Data provided |
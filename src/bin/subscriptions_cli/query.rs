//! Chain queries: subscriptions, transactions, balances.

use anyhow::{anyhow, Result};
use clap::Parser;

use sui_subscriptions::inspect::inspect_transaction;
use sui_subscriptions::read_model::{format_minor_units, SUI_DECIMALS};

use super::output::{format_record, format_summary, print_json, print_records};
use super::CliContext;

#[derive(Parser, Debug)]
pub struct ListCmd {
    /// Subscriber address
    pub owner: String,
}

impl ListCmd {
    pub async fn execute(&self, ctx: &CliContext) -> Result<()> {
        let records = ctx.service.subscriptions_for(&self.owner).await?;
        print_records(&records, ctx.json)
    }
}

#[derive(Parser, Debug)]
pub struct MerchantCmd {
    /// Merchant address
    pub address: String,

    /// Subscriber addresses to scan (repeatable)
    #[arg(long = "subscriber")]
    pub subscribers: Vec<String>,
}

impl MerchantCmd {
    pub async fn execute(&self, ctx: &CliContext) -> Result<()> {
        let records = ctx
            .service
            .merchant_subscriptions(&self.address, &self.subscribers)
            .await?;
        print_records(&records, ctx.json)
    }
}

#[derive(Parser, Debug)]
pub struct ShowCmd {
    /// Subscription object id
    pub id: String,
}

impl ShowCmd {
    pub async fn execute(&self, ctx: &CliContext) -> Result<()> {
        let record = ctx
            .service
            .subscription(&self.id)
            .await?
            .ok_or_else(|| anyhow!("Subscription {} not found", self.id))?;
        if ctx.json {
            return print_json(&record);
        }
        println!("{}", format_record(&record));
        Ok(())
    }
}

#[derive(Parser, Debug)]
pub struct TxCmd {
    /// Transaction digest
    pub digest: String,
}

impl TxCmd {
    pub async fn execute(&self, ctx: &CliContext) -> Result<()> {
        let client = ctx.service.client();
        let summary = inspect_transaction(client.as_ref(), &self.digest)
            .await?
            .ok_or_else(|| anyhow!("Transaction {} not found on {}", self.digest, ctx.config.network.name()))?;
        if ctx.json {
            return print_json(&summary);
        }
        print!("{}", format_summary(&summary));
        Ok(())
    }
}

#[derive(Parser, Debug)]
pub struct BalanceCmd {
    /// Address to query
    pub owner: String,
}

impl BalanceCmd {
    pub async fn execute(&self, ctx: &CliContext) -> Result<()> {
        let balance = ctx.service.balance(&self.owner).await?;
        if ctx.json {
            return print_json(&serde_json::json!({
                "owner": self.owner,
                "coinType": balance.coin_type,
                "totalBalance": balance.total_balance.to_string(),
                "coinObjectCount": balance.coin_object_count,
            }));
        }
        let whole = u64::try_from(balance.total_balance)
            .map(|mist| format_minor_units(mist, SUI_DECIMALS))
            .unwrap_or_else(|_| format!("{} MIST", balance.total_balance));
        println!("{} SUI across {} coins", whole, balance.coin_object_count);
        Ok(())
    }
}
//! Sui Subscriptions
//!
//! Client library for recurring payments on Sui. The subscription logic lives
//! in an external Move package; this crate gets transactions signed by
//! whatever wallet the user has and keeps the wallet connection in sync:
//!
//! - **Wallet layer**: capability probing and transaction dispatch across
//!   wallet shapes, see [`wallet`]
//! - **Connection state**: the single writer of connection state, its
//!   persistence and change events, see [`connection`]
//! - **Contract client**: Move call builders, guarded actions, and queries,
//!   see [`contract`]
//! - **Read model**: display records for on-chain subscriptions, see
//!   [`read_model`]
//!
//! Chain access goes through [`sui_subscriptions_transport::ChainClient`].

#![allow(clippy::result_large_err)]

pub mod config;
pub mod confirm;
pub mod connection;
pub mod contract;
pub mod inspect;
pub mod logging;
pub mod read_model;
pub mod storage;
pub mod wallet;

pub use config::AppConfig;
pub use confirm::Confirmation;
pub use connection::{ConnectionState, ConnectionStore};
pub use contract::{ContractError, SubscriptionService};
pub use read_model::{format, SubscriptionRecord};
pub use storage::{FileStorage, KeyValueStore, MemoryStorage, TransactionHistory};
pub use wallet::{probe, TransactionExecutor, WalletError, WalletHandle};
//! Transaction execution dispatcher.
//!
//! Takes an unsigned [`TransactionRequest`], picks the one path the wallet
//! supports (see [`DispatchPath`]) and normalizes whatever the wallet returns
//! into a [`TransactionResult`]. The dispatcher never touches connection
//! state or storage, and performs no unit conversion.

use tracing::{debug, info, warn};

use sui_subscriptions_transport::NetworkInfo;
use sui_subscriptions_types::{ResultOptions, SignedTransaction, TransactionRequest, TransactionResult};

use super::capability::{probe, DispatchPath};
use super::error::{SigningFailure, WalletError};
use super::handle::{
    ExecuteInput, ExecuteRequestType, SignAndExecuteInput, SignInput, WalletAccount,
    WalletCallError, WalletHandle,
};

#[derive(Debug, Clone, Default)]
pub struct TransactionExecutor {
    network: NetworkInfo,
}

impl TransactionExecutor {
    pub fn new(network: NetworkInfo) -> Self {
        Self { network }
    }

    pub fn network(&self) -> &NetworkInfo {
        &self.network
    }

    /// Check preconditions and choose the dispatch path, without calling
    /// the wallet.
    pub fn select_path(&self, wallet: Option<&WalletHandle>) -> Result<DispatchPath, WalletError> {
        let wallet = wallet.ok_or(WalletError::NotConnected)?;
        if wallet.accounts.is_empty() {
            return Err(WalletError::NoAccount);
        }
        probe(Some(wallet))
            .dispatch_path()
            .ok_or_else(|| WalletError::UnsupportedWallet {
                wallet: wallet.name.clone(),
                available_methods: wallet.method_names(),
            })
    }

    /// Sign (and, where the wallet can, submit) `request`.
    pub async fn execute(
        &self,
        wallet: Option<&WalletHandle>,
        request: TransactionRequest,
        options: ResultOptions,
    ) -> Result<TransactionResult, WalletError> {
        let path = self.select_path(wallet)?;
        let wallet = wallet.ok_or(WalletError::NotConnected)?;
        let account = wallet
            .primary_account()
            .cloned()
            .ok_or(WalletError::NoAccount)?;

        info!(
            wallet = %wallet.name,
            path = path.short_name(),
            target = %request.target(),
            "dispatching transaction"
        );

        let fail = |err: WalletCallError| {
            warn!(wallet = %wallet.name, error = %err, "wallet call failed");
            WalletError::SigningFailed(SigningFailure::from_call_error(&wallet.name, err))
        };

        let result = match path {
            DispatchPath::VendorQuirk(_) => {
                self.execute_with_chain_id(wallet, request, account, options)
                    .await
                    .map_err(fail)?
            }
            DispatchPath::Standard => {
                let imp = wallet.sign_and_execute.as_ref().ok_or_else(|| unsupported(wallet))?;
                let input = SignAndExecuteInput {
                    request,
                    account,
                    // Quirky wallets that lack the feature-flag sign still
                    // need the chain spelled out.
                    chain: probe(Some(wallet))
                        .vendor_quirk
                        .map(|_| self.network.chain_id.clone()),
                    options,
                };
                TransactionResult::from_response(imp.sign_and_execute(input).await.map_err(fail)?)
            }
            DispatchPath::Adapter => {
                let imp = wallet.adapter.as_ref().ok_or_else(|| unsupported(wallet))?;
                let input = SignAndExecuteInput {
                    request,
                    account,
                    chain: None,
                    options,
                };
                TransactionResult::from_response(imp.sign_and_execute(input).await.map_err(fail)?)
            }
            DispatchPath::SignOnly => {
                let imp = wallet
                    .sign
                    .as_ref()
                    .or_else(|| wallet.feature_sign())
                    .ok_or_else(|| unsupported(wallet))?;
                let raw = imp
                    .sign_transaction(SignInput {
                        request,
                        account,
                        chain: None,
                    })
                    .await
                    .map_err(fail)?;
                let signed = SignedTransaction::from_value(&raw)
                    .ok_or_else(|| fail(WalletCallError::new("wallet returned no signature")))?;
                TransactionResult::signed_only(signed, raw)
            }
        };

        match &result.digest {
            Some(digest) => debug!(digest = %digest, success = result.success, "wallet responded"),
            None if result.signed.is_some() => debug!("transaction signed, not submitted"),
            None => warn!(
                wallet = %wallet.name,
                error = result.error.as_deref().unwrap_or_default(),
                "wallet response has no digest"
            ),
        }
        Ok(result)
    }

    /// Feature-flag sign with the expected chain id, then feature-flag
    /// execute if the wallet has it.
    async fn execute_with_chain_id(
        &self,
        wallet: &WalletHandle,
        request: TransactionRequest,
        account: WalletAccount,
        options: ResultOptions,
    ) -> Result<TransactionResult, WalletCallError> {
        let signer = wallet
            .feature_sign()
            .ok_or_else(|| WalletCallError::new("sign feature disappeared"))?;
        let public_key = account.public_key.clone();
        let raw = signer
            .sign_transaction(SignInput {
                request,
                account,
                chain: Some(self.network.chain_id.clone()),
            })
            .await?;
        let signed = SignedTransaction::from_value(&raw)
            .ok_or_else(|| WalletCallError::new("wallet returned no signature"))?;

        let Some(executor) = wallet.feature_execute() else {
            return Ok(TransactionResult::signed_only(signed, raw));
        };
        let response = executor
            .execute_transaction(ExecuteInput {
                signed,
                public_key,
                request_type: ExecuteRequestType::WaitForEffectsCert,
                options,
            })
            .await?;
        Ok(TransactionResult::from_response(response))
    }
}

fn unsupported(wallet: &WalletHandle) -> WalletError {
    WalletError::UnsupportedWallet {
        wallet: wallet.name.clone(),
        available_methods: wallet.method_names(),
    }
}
==
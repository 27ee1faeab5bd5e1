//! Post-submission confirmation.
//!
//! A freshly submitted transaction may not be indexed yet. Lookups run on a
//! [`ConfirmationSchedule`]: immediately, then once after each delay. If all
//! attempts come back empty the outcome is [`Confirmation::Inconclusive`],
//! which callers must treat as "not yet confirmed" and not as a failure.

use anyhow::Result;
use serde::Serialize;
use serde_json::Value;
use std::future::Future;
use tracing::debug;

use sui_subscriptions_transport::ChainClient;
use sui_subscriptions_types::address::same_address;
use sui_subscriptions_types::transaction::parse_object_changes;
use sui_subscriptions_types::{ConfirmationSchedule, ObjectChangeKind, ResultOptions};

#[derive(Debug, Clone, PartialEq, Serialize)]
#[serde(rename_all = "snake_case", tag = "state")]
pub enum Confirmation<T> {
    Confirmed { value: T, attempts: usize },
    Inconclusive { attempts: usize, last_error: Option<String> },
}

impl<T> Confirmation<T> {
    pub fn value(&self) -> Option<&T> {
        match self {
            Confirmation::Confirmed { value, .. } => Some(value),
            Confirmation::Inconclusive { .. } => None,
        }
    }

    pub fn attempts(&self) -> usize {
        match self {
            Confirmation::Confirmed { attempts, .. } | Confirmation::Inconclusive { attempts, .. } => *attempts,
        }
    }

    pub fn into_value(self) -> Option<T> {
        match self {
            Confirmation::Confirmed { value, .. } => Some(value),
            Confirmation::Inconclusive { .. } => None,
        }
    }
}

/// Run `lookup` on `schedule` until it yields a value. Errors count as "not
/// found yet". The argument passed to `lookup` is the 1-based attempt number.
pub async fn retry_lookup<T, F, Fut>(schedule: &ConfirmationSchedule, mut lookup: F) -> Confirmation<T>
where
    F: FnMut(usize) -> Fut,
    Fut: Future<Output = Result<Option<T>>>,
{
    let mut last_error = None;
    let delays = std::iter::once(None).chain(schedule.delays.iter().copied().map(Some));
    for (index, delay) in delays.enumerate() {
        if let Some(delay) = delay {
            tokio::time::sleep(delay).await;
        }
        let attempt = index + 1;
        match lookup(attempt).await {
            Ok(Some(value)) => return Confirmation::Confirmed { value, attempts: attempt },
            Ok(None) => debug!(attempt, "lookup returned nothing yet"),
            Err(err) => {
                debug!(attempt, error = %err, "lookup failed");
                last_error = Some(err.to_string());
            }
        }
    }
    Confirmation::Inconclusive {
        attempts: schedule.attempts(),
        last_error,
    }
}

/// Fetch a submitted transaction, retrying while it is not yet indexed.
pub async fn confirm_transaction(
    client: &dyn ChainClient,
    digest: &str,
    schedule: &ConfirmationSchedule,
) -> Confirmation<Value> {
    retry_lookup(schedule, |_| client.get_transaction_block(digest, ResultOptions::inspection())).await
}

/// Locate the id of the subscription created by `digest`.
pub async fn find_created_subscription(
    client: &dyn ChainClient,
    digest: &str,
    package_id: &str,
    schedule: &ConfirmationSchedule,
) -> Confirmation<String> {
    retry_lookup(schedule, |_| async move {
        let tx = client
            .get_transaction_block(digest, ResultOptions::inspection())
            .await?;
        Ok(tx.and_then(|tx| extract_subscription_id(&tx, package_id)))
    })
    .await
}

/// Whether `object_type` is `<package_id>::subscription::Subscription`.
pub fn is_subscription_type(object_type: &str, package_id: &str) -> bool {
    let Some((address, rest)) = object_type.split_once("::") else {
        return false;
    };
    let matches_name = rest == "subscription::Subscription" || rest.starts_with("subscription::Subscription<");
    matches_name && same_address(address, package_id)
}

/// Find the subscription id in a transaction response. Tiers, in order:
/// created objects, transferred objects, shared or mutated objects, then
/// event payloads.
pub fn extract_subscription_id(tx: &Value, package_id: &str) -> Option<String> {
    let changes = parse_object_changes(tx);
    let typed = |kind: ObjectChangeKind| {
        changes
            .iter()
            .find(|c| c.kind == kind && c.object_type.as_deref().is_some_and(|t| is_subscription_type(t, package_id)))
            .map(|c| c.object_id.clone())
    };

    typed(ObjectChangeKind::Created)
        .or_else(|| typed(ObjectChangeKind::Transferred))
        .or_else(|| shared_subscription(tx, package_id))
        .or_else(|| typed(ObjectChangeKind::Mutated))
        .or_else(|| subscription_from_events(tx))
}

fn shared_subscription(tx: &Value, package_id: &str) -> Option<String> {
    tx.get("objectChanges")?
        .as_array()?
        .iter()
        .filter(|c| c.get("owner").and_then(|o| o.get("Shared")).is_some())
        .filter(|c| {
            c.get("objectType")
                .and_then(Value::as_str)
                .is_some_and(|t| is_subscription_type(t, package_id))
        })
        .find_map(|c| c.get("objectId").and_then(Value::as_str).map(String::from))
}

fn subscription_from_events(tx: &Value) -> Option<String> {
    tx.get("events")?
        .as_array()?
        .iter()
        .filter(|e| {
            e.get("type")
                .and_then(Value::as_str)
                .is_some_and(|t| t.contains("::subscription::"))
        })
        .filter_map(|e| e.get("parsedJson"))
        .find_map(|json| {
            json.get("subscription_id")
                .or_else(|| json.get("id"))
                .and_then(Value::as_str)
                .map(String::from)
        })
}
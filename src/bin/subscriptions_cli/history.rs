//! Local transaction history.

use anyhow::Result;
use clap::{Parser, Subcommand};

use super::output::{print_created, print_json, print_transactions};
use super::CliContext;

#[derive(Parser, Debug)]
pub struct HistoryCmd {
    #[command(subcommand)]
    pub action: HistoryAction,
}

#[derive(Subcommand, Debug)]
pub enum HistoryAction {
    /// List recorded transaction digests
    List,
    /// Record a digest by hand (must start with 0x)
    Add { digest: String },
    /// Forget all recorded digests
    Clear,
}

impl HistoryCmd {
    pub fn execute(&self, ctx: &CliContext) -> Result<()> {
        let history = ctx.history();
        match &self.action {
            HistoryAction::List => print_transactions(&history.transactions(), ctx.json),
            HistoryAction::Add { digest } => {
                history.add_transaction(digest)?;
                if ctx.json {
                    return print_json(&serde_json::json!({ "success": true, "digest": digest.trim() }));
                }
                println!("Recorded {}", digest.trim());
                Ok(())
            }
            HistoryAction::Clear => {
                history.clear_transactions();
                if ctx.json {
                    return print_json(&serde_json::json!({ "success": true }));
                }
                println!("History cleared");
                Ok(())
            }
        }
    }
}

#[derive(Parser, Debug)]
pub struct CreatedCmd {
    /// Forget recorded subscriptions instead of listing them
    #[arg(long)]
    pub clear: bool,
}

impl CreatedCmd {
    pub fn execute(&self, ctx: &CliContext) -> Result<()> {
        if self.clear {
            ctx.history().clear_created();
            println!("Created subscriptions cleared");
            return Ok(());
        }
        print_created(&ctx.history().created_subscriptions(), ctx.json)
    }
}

Work instruction | The lines to show are those in the data above that include "rest".

Output |
    let Some((address, rest)) = object_type.split_once("::") else {
    let matches_name = rest == "subscription::Subscription" || rest.starts_with("subscription::Subscription<");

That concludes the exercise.